Determining how to implement a business process is one of the keys to successful application programming. The primary concerns during the implementation phase of business processes revolve around performance, flexibility, and granularity of the business process:
Keep the business process implementation flexible: Business processes are a competitive advantage to businesses, and they often change as economic and competitive forces change. The application a business uses can either facilitate the business or hinder it. Using a business process modeling technique along with a metadata language is the goal of business processes. Implemented the right way, modeling can become the tool of the business rather than a tool of a programmer, allowing the business analyst to alter the flow of a business process at a moment's notice. Until standards are settled and modeling and metadata are as versatile as programming languages, this paradigm will be a tough sell to application implementers.
Different parts of a business process may have different performance requirements, so make sure you understand performance to a relatively granular level: An example of a business process with different performance characteristics is an order-to-fulfillment scenario. Consider a Web-based application: The user wants to determine if their order processed , but determining when the order ships is ofless concern to the user. In effect, only the first portion of the business process needs to be performance sensitive, though the entire business process must scale.
Use standardized business process definitions and interfaces as often as possible: Over time, standard business process definitions will govern a large percentage of business application implementations . This change will occur in specific industries and ripple into others. Using an existing tModel containing a WSDL file to jump start your own business process will significantly reduce your effort in analysis and design, leaving only the internal system design and implementation.

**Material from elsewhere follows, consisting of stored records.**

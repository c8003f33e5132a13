use chrono::{DateTime, NaiveDate, NaiveDateTime, Utc};
use tracing::{debug, instrument, trace};

use crate::dom::{Document, NodeId};

const NAIVE_FORMATS: [&str; 6] = [
    "%Y-%m-%d %H:%M:%S",
    "%Y-%m-%dT%H:%M:%S",
    "%m/%d/%Y, %I:%M:%S %p",
    "%m/%d/%Y %H:%M:%S",
    "%m/%d/%Y %H:%M",
    "%B %d, %Y %I:%M %p",
];

// What a browser prints for a date by default, minus the zone name.
const BROWSER_FORMAT: &str = "%a %b %d %Y %H:%M:%S GMT%z";

/// One row of the live table. `element` is only meaningful until the next
/// population of the table body.
#[derive(Debug, Clone, PartialEq)]
pub struct RowRecord {
    pub element: NodeId,
    pub name: String,
    pub id: u64,
    pub status: String,
    pub assignee_a: String,
    pub assignee_b: String,
    pub timestamp: DateTime<Utc>,
}

/// Rows in DOM order plus how many of them belong to the current user.
#[derive(Debug, Clone, Default)]
pub struct Extraction {
    pub rows: Vec<RowRecord>,
    pub yours_a: usize,
    pub yours_b: usize,
}

#[instrument(skip(doc), level = "debug")]
pub fn extract(doc: &Document, body: NodeId, username: &str) -> Extraction {
    let mut extraction = Extraction::default();

    for &row in doc.children(body) {
        let cells = doc.children(row);
        let cell_text = |idx: usize| -> String {
            match cells.get(idx) {
                Some(&cell) => doc.inner_text(cell),
                None => {
                    debug!("Row {row:?} has no cell {idx}");
                    String::new()
                }
            }
        };

        let (name, id) = split_name_and_id(&cell_text(0));
        let assignee_a = cell_text(2);
        let assignee_b = cell_text(3);

        // A player can't be A and B for the same cell.
        if !username.is_empty() && assignee_a == username {
            extraction.yours_a += 1;
        } else if !username.is_empty() && assignee_b == username {
            extraction.yours_b += 1;
        }

        let record = RowRecord {
            element: row,
            name,
            id,
            status: cell_text(1),
            assignee_a,
            assignee_b,
            timestamp: parse_timestamp(&cell_text(4)),
        };
        trace!("Extracted {record:?}");
        extraction.rows.push(record);
    }

    debug!(
        "Extracted {} rows, yours A: {}, yours B: {}",
        extraction.rows.len(),
        extraction.yours_a,
        extraction.yours_b
    );
    extraction
}

/// Splits `"<name> (<id>)"`. A missing or non-numeric id reads as 0.
pub fn split_name_and_id(text: &str) -> (String, u64) {
    match text.split_once(" (") {
        Some((name, rest)) => {
            let digits = rest.split(')').next().unwrap_or_default();
            let id = digits.trim().parse().unwrap_or_else(|_| {
                debug!("Malformed id in \"{text}\"");
                0
            });
            (name.to_string(), id)
        }
        None => {
            debug!("No id in \"{text}\"");
            (text.to_string(), 0)
        }
    }
}

/// Parses the host's locale formatted time. Unparseable text yields the
/// minimum timestamp so the row still sorts.
pub fn parse_timestamp(text: &str) -> DateTime<Utc> {
    let text = text.trim();
    if let Ok(t) = DateTime::parse_from_rfc3339(text) {
        return t.with_timezone(&Utc);
    }
    if let Ok(t) = DateTime::parse_from_rfc2822(text) {
        return t.with_timezone(&Utc);
    }
    let without_zone_name = text.split_once(" (").map_or(text, |(head, _)| head);
    if let Ok(t) = DateTime::parse_from_str(without_zone_name, BROWSER_FORMAT) {
        return t.with_timezone(&Utc);
    }
    for format in NAIVE_FORMATS {
        if let Ok(t) = NaiveDateTime::parse_from_str(text, format) {
            return t.and_utc();
        }
    }
    if let Ok(d) = NaiveDate::parse_from_str(text, "%Y-%m-%d")
        && let Some(t) = d.and_hms_opt(0, 0, 0)
    {
        return t.and_utc();
    }
    debug!("Malformed timestamp \"{text}\"");
    DateTime::<Utc>::MIN_UTC
}
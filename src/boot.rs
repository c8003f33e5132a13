use std::thread;

use tracing::{debug, info};

use crate::domain::SortConfig;
use crate::dom::Document;
use crate::host::Account;

#[derive(Debug, Clone, Copy, PartialEq, Eq)]
pub enum BootStatus {
    /// No account yet, or no panel yet. Poll again.
    Waiting,
    /// The account lacks the capability. Polling stops for good.
    Declined,
    Ready,
}

/// Decides whether the sorting session should start on this page.
pub fn check<A: Account>(account: Option<&A>, doc: &Document, config: &SortConfig) -> BootStatus {
    let Some(account) = account.filter(|a| a.uid().is_some()) else {
        return BootStatus::Waiting;
    };
    if !account.can(&config.capability) {
        debug!("{} lacks \"{}\"", account.username(), config.capability);
        return BootStatus::Declined;
    }
    if doc.get_element_by_id(&config.panel_id).is_some() {
        BootStatus::Ready
    } else {
        BootStatus::Waiting
    }
}

/// Calls `poll` every `config.poll_interval` until it stops answering
/// `Waiting` or `max_attempts` is used up.
pub fn wait_for_activation(
    config: &SortConfig,
    max_attempts: usize,
    mut poll: impl FnMut() -> BootStatus,
) -> BootStatus {
    for attempt in 1..=max_attempts {
        let status = poll();
        if status != BootStatus::Waiting {
            info!("Boot finished after {attempt} attempt(s): {status:?}");
            return status;
        }
        if attempt < max_attempts {
            thread::sleep(config.poll_interval);
        }
    }
    BootStatus::Waiting
}
use std::path::PathBuf;
use std::process::ExitCode;

use clap::Parser;
use tracing::{error, info};
use tracing_error::ErrorLayer;
use tracing_subscriber::{EnvFilter, fmt, prelude::*};

use mystic_sort::boot::{self, BootStatus};
use mystic_sort::host::{HostPage, LogEntry, RecordingNavigator, StaticAccount};
use mystic_sort::loader::load_entries;
use mystic_sort::{MSError, Session, SortConfig, SortKey};

/// Replays sort clicks against a simulated scouts' log panel.
#[derive(Parser, Debug)]
#[command(version, about)]
struct Args {
    /// Scouts' log export (csv, parquet or arrow)
    path: String,

    /// Username of the signed in scout
    #[arg(short, long, default_value = "")]
    user: String,

    /// Capabilities the scout holds
    #[arg(long = "grant", value_name = "CAPABILITY", default_value = "mystic admin")]
    grants: Vec<String>,

    /// Sort controls to click, in order (name, id, status, player-a, player-b, time)
    #[arg(short, long = "sort", value_name = "KEY")]
    sorts: Vec<SortKey>,

    /// Close and reopen the panel after the clicks
    #[arg(long)]
    reopen: bool,

    /// Click the jump control of this cell at the end
    #[arg(long, value_name = "ID")]
    jump: Option<String>,

    /// Boot poll attempts before giving up
    #[arg(long, default_value_t = 50)]
    max_polls: usize,
}

fn main() -> ExitCode {
    init_logging();
    match run(Args::parse()) {
        Err(e) => {
            error!("{e}");
            eprintln!("Error: {e}");
            ExitCode::FAILURE
        }
        Ok(_) => ExitCode::SUCCESS,
    }
}

fn init_logging() {
    let filter = EnvFilter::try_from_default_env().unwrap_or_else(|_| EnvFilter::new("info"));
    tracing_subscriber::registry()
        .with(filter)
        .with(fmt::layer().with_writer(std::io::stderr))
        .with(ErrorLayer::default())
        .init();
}

fn run(args: Args) -> Result<(), MSError> {
    let path = shellexpand::full(&args.path)
        .map_err(|e| MSError::LoadingFailed(e.to_string()))?;
    let entries = load_entries(&PathBuf::from(path.into_owned()))?;

    let config = SortConfig::default();
    let mut host = HostPage::new(&config);
    let account = StaticAccount {
        uid: Some(1),
        username: args.user.clone(),
        capabilities: args.grants.clone(),
    };

    // The host only renders its panel some time after the page loads.
    let mut polls = 0;
    let status = boot::wait_for_activation(&config, args.max_polls, || {
        polls += 1;
        if polls == 2 {
            host.install_panel();
        }
        boot::check(Some(&account), &host.doc, &config)
    });
    if status != BootStatus::Ready {
        println!("Sorting not activated ({status:?})");
        return Ok(());
    }

    let mut session = Session::start(&mut host.doc, &account, &config)?;
    let mut navigator = RecordingNavigator::default();

    open_panel(&mut host, &mut session, &entries);
    print_table("Opened", &host, &session);

    for key in args.sorts {
        if session.activate(&mut host.doc, key, &mut navigator).is_none() {
            info!("No control for {key}");
        }
        print_table(&format!("Clicked {key}"), &host, &session);
    }

    if args.reopen {
        host.close_panel();
        open_panel(&mut host, &mut session, &entries);
        print_table("Reopened", &host, &session);
    }

    if let Some(id) = args.jump {
        let Some(control) = host.jump_control(&id) else {
            return Err(MSError::missing(format!("jump control for cell {id}")));
        };
        session.click(&mut host.doc, control, &mut navigator);
        println!("Navigation: closed {}x, jumps {:?}", navigator.closed, navigator.jumps);
    }
    Ok(())
}

fn open_panel(host: &mut HostPage, session: &mut Session, entries: &[LogEntry]) {
    host.open_tab();
    session.pump(&mut host.doc);
    host.populate(entries);
    session.pump(&mut host.doc);
}

fn print_table(title: &str, host: &HostPage, session: &Session) {
    let state = session.state();
    println!(
        "== {title}: sorted by {} ({})",
        state.key,
        state.direction.as_attr()
    );
    println!("{}\n", host.render_text());
}
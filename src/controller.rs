use tracing::{trace, warn};

use crate::domain::{Message, SortConfig};
use crate::dom::{Binding, Document, NodeId};

/// Maps user input on the host document to session messages.
pub struct Controller {
    jump_attribute: String,
}

impl Controller {
    pub fn new(cfg: &SortConfig) -> Self {
        Self {
            jump_attribute: cfg.jump_attribute.clone(),
        }
    }

    pub fn handle_click(&self, doc: &Document, node: NodeId) -> Option<Message> {
        let message = match doc.click(node) {
            Some((control, Binding::SortControl(key))) => Some(Message::Sort(control, key)),
            Some((control, Binding::Navigate)) => self.jump_target(doc, control),
            None => None,
        };
        trace!("Mapped: click on {node:?} => {message:?}");
        message
    }

    fn jump_target(&self, doc: &Document, control: NodeId) -> Option<Message> {
        let raw = doc.attribute(control, &self.jump_attribute)?;
        match raw.trim().parse() {
            Ok(id) => Some(Message::JumpToCell(id)),
            Err(_) => {
                warn!("Jump control {control:?} carries unusable id \"{raw}\"");
                None
            }
        }
    }
}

Isolate business activities that span computer systems, architectures, and companies: The business activity is a convenient location to place logic that must leverage other Web Services to reach out of the application implementation. For example, the order-to-fulfillment scenario must communicate with a shipping process. Treating this unit of work as a business activity, you can isolate how you communicate with the shipper and the logic used to deal with the shipping. Later, you can replace the business activity with a few lines of code in the primary business process implementation.
Avoid exposing the internal object model to the business process interface: There are two primary reasons for avoiding the exposure of your internal object model. The first is to protect potential clients of your Web Service from complexity. The second is to protect you from limiting the application's capabilities by exposing too much of your implementation outside of the core tasks for your process. The business process can be a place where you isolate the underlying implementation from the client experience. By exposing too much of the underlying application model, you lose your ability to change the underlying model because of the effects the change would have on your external interface. Finally, remember that your client may not be using an object-oriented language. If you expose a robust object-model to your client, there is no guarantee that they will be able to consume it from an architecture that does not support objects. Further, the potential client of your Web Service may not understand the object-semantics that you attempt to force onto them.